Czy jako basista z zagraniem w zespole mieszczącym oba płeć miałem kiedykolwiek problemy z koligacją z pozostałymi muzykami?
Czy sądziłem kiedykolwiek, że obecność babeczek w zespole wpłynie na jakość grania?
Uważam, że zespoły mieszane wymagają większej pracy ponieważ mężczyźni i kobiety różnią się podejściem do grania i pracy w grupie.
Czy kiedykolwiek doświadczyłem sytuacji w której mój instrument był traktowany jako mniej ważny niż pozostałe w zespole mieszczącym oba płeć?

Podziel się swoją opinią

10 komentarzy

  1. Oczywiście, że mogą. Pełno jest długo grających ze sobą zespołów
    które maja mieszane pod względem płci składy.

  2. Choć osobiście stwierdzę, że „najbezpieczniej” rozłożyć balans po równo
    – tyleż samo niewiast, co facetów. Ot, na wszelki wypadek.

    Ale tak właściwie, to osobowości wpływają na to, czy zespół jest
    Zespołem przez duże „Z”, czy tylko grupką muzyczną.

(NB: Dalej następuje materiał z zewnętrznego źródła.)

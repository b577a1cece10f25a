// src/tasks/fast_input.rs

//! Per-variant copies of each scenario's template files.

use std::collections::BTreeSet;
use std::path::PathBuf;

use tracing::debug;

use crate::errors::Result;
use crate::fs::file_name_str;
use crate::tasks::scenario::Scenario;
use crate::tasks::wind_files::{expected_wind_files, GENERATOR_SCRIPT};
use crate::tasks::{scan, task_name, CleanAction, GenContext, Task, TaskGenerator};

/// `prepare_fast_input:<scenario>` for every directory under `simulations/`.
///
/// Targets are the full cross product `runs/<scenario>/<variant>/<template>`.
/// Each variant gets one rewrite action per template; the scenario kind
/// decides which template carries the variant's parameter.
pub struct PrepareFastInput;

impl TaskGenerator for PrepareFastInput {
    fn basename(&self) -> &'static str {
        "prepare_fast_input"
    }

    fn generate(&self, ctx: &GenContext<'_>) -> Result<Vec<Task>> {
        let sweep = ctx.cfg.sweep();
        let runs_dir = ctx.runs_dir();
        let mut tasks = Vec::new();

        for scenario in Scenario::discover(ctx.fs, &ctx.simulations_dir(), sweep)? {
            let templates = scenario_templates(ctx, &scenario)?;
            let variants = scenario.variants(sweep);

            let mut task = Task::new(task_name([self.basename(), &scenario.name]))
                .file_deps(&templates);
            let mut clean = Vec::with_capacity(variants.len());

            for variant in &variants {
                let variant_dir = scenario.variant_dir(&runs_dir, variant);
                for template in &templates {
                    let target = variant_dir.join(file_name_str(template));
                    let rules = variant.rules_for(template, sweep);
                    task = task.target(&target).rewrite(template, &target, rules);
                }
                clean.push(CleanAction::RemoveDir(variant_dir));
            }

            debug!(
                task = %task.name,
                kind = ?scenario.kind,
                variants = variants.len(),
                templates = templates.len(),
                "generated input preparation task"
            );
            tasks.push(task.clean_with(clean));
        }

        Ok(tasks)
    }
}

/// Template files of a scenario: every file in its directory, plus the wind
/// files its generator script will write even if they do not exist yet.
fn scenario_templates(ctx: &GenContext<'_>, scenario: &Scenario) -> Result<Vec<PathBuf>> {
    let mut templates: BTreeSet<PathBuf> = scan::files(ctx.fs, &scenario.dir)?.into_iter().collect();

    if ctx.fs.is_file(&scenario.dir.join(GENERATOR_SCRIPT)) {
        templates.extend(expected_wind_files(ctx.fs, &scenario.dir)?);
    }

    Ok(templates.into_iter().collect())
}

  3. Ma szanse swego czasu miałem zajebistą perkusistkę (chyba wszystkie babki
    są dobre za garami bo nieźle trzymają pałeczki (no offence girls)) a
    poważnie to oczywiście ze ma szanse jeżeli podchodzicie do tego jak do gry w
    zespole a nie jak do szukania potencjalnej partnerki. I tyle ode mnie

  4. Pierdoly – co za rożnica, ważne jest po co się spotykacie: chcecie grac, czy
    jaja sobie robic. Gralem krotko w coverbandzie z wokalistką, , która kapelę
    trzymala ostro za pysk i nikt jej nie fiknąl. 🙂 Grają do dzis po knajpach i
    mają się dobrze, pewnie gdyby nie zakręt w stronę metalu, do dzis bym z
    nimi gral.

  5. @Immo: Choć osobiście stwierdzę, że „najbezpieczniej” rozłożyć balans po równo – tyleż samo niewiast, co facetów. Ot, na wszelki wypadek.
    Ale tak właściwie, to osobowości wpływają na to, czy zespół jest Zespołem przez duże „Z”, czy tylko grupką muzyczną.

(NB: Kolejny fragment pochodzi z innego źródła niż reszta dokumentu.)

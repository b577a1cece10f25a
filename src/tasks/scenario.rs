// src/tasks/scenario.rs

//! Scenario directories and their parameter variants.
//!
//! The kind of a scenario follows from its directory name and is decided
//! once, when the scenario is discovered. The kind fixes which parameter is
//! swept, how variant directories are labelled, and which template file gets
//! which substitution.

use std::path::{Path, PathBuf};

use crate::config::SweepSection;
use crate::errors::Result;
use crate::fs::{file_name_str, FileSystem};
use crate::rewrite::rules::{self, format_speed, seed_value};
use crate::rewrite::SubstitutionRule;
use crate::tasks::scan;
use crate::tasks::wind_seeds::{seed_output_name, WIND_SEEDS_DIR};

const STEADY_WIND_PREFIX: &str = "steady_wind";
const FIXED_WIND_PREFIXES: &[&str] = &["linearised", "sinusoidal"];

#[derive(Debug, Clone, Copy, PartialEq, Eq)]
pub enum ScenarioKind {
    /// `steady_wind*`: sweep hub-height wind speed.
    SteadyWind,
    /// `linearised*` / `sinusoidal*`: the steady-wind strategy at the
    /// linearisation wind speeds.
    FixedWindSpeed,
    /// The named fixed-rotor-speed linearisation: sweep rotor speed.
    FixedRotorSpeed,
    /// Anything else: one variant per turbulence seed.
    Turbulent,
}

impl ScenarioKind {
    pub fn classify(name: &str, sweep: &SweepSection) -> Self {
        if name.starts_with(STEADY_WIND_PREFIX) {
            ScenarioKind::SteadyWind
        } else if FIXED_WIND_PREFIXES.iter().any(|p| name.starts_with(p)) {
            if name == sweep.fixed_rotor_speed_scenario {
                ScenarioKind::FixedRotorSpeed
            } else {
                ScenarioKind::FixedWindSpeed
            }
        } else {
            ScenarioKind::Turbulent
        }
    }

    /// The variants this kind sweeps over.
    pub fn variants(self, sweep: &SweepSection) -> Vec<Variant> {
        match self {
            ScenarioKind::SteadyWind => sweep
                .steady_wind_speeds
                .iter()
                .map(|&s| Variant::WindSpeed(s))
                .collect(),
            ScenarioKind::FixedWindSpeed => sweep
                .linearised_wind_speeds
                .iter()
                .map(|&s| Variant::WindSpeed(s))
                .collect(),
            ScenarioKind::FixedRotorSpeed => sweep
                .linearised_rotor_speeds
                .iter()
                .map(|&s| Variant::RotorSpeed(s))
                .collect(),
            ScenarioKind::Turbulent => (0..sweep.num_seeds).map(Variant::Seed).collect(),
        }
    }
}

/// One parameterisation of a scenario.
#[derive(Debug, Clone, Copy, PartialEq)]
pub enum Variant {
    /// Hub-height wind speed in m/s.
    WindSpeed(f64),
    /// Rotor speed in rpm.
    RotorSpeed(f64),
    /// Turbulence seed index.
    Seed(u32),
}

impl Variant {
    /// Directory name of the variant: `ws8.0`, `rotor9.5`, `seed03`.
    pub fn label(&self) -> String {
        match self {
            Variant::WindSpeed(s) => format!("ws{}", format_speed(*s)),
            Variant::RotorSpeed(s) => format!("rotor{}", format_speed(*s)),
            Variant::Seed(i) => format!("seed{}", seed_label(*i)),
        }
    }

    /// Substitutions to apply when copying `template` into this variant.
    ///
    /// Only one template per variant is rewritten; every other file is copied
    /// verbatim.
    pub fn rules_for(&self, template: &Path, sweep: &SweepSection) -> Vec<SubstitutionRule> {
        match self {
            Variant::WindSpeed(s) if is_inflow_wind_file(template) => {
                vec![rules::hub_wind_speed(*s)]
            }
            Variant::RotorSpeed(s) if is_structural_file(template) => {
                vec![rules::rotor_speed(*s)]
            }
            Variant::Seed(i) if is_inflow_wind_file(template) => {
                let bts = seed_output_name(&sweep.turbulent_wind_stem, *i, "bts");
                vec![rules::turbulence_file(&format!("../../{WIND_SEEDS_DIR}/{bts}"))]
            }
            _ => Vec::new(),
        }
    }
}

/// Two-digit seed label used in file and directory names.
pub fn seed_label(seed: u32) -> String {
    format!("{seed:02}")
}

/// The seed value written into generator inputs for `seed`.
pub fn seed_number(sweep: &SweepSection, seed: u32) -> u64 {
    seed_value(sweep.seed_base_offset, seed)
}

fn is_dat(path: &Path) -> bool {
    path.extension().and_then(|e| e.to_str()) == Some("dat")
}

/// The InflowWind module input of a scenario.
pub fn is_inflow_wind_file(path: &Path) -> bool {
    is_dat(path) && file_name_str(path).contains("InflowWind")
}

/// The ElastoDyn input that is not the tower file.
pub fn is_structural_file(path: &Path) -> bool {
    let name = file_name_str(path);
    is_dat(path) && name.contains("ElastoDyn") && !name.contains("Tower")
}

/// A scenario template directory under `simulations/`.
#[derive(Debug, Clone)]
pub struct Scenario {
    pub name: String,
    pub dir: PathBuf,
    pub kind: ScenarioKind,
}

impl Scenario {
    /// Every subdirectory of `simulations_dir`, classified.
    pub fn discover(
        fs: &dyn FileSystem,
        simulations_dir: &Path,
        sweep: &SweepSection,
    ) -> Result<Vec<Scenario>> {
        Ok(scan::subdirs(fs, simulations_dir)?
            .into_iter()
            .map(|dir| {
                let name = file_name_str(&dir).to_string();
                let kind = ScenarioKind::classify(&name, sweep);
                Scenario { name, dir, kind }
            })
            .collect())
    }

    pub fn variants(&self, sweep: &SweepSection) -> Vec<Variant> {
        self.kind.variants(sweep)
    }

    /// `runs/<scenario>`.
    pub fn output_dir(&self, runs_dir: &Path) -> PathBuf {
        runs_dir.join(&self.name)
    }

    /// `runs/<scenario>/<variant label>`.
    pub fn variant_dir(&self, runs_dir: &Path, variant: &Variant) -> PathBuf {
        self.output_dir(runs_dir).join(variant.label())
    }
}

    Jeszcze ważne żeby wszystkie niewiasty były ładne i pasowały wszystkim
    facetom i na odwrót oczywiście. 😉 A tak na serio kwestia osobowości IMO,
    ale co ja tam wiem o graniu w bandzie skoro nie grałem na poważnie. ;P

  6. Nieraz facet potrafi grać jak …hmm …. i kobiety grają z jajami … bez
    różnicy jak dla mnie jeśli o sztukę dla sztuki chodzi .

  7. Dla mnie za to kobiety w zespole to zło i wielu się ze mną zapewne zgodzi 🙂

Możliwość komentowania została wyłączona.